Los decretos doctrinales del concilio estaban apuntados en la misma dirección. Las doctrinas de los luteranos, los zwinglianos, los calvinistas, los anabautistas, y de otros disidentes, fueron anatematizadas específicamente. Se anunció un Canon autorizado de las Escrituras, que incluía los apócrifos del Antiguo Testamento, y la Vulgata Latina fue declarada inspirada en todas sus partes. Los siete sacramentos fueron definidos; las Escrituras y la tradición fueron combinadas como autoridad; las buenas obras fueron consideradas como ayuda para la justificación; y se reafirmó que sólo la iglesia puede interpretar la doctrina. Estas fueron medidas fortalecedoras tomadas por la iglesia.


INQUISICION Y PIEDAD.

Otros dos factores, que veían en direcciones opuestas, completaron la reacción católica romana al desafío del protestantismo. El primero fue el establecimiento en 1542 de la Inquisición Romana. Esta intensa caza de herejes no fue efectiva, excepto en Italia cuando Caraffa y Loyola, que tenían el cargo de la reorganización inquisitorial, la fortalecieron enérgicamente. Echando o destruyendo a evangélicos como Bernardino Ochino, Pietro Martire Vermigli, Caleazzo Caraccioli, Vergerio, y Aonio Paleario, la Inquisición le dio a la Iglesia Romana en Italia más libertad de disidentes que la que nunca se había conocido allí.

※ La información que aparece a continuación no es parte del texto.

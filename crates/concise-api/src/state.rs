//! Application state.

use std::sync::Arc;

use tracing::warn;

use concise_billing::{BillingClient, BillingClientConfig, InMemoryPriceLookup, PriceLookup};
use concise_models::PlanCatalog;

use crate::auth::TokenVerifier;
use crate::config::{ApiConfig, RuntimeMode};
use crate::error::{ApiError, ApiResult};
use crate::services::{load_catalog, PlanResolver};

/// Shared application state.
#[derive(Clone)]
pub struct AppState {
    pub config: Arc<ApiConfig>,
    pub catalog: Arc<PlanCatalog>,
    pub billing: Arc<dyn PriceLookup>,
    pub tokens: Option<Arc<TokenVerifier>>,
    pub resolver: PlanResolver,
}

impl AppState {
    /// Create application state from configuration.
    pub fn new(config: ApiConfig) -> ApiResult<Self> {
        let catalog = load_catalog(&config)?;

        let billing = billing_lookup(BillingClientConfig::from_env(), config.mode)?;

        let tokens = TokenVerifier::from_config(&config.auth)?;
        if tokens.is_none() {
            warn!("No session verification key configured, session tokens will be rejected");
        }

        Ok(Self::from_parts(config, catalog, billing, tokens))
    }

    /// Assemble state from already-built parts.
    pub fn from_parts(
        config: ApiConfig,
        catalog: PlanCatalog,
        billing: Arc<dyn PriceLookup>,
        tokens: Option<TokenVerifier>,
    ) -> Self {
        let catalog = Arc::new(catalog);
        let resolver = PlanResolver::new(Arc::clone(&catalog), Arc::clone(&billing));

        Self {
            config: Arc::new(config),
            catalog,
            billing,
            tokens: tokens.map(Arc::new),
            resolver,
        }
    }
}

/// Pick the price lookup for `mode`. Production requires a billing service;
/// development falls back to an empty in-memory lookup.
pub fn billing_lookup(
    billing_config: Option<BillingClientConfig>,
    mode: RuntimeMode,
) -> ApiResult<Arc<dyn PriceLookup>> {
    match billing_config {
        Some(billing_config) => Ok(Arc::new(BillingClient::new(billing_config)?)),
        None if mode == RuntimeMode::Production => {
            Err(ApiError::internal("BILLING_API_URL must be set in production"))
        }
        None => {
            warn!("BILLING_API_URL not set, every user resolves to the free plan");
            Ok(Arc::new(InMemoryPriceLookup::new()))
        }
    }
}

Al mismo tiempo hubo un avivamiento de la piedad, de tipo medieval, dentro de la Iglesia Católica Romana en España e Italia. El misticismo y el ascetismo se combinaron para hacer popular en España una experiencia de exaltación, una especie de “unión con Dios” oriental. Surgieron nuevas órdenes monacales, y se hicieron severas reformas en algunas de las órdenes antiguas. El fervor y el celo se sumaron a las armas de la Iglesia Romana en su esfuerzo por hacer frente al protestantismo.


COMPENDIO FINAL.

El siglo XVI trajo un activo avivamiento de la Iglesia Católica Romana. Indudablemente la Reforma Protestante proporcionó el estímulo de gran parte de este avivamiento. La doctrina romana fue aclarada y normada. Una poderosa orden nueva, los jesuitas, se convirtió en la tropa de asalto contra el protestantismo. Fue puesto en marcha un enérgico programa misionero. La mayor parte del territorio arrancado a la Iglesia Católica Romana por la Reforma Protestante se convirtió ahora en un nuevo campo de batalla eclesiástica por causa de la reavivada fuerza católica. De hecho, antes de 1648 la Iglesia Católica Romana había recuperado la mayor parte del territorio sur de Europa. Hablando en términos generales, esa área que una vez había sido el antiguo Imperio Romano en Europa fue retenido o recuperado por la Iglesia Romana. Este esfuerzo de la Iglesia Romana, junto con otros factores, llevó directamente a las guerras religiosas que se discutirán en el siguiente capítulo.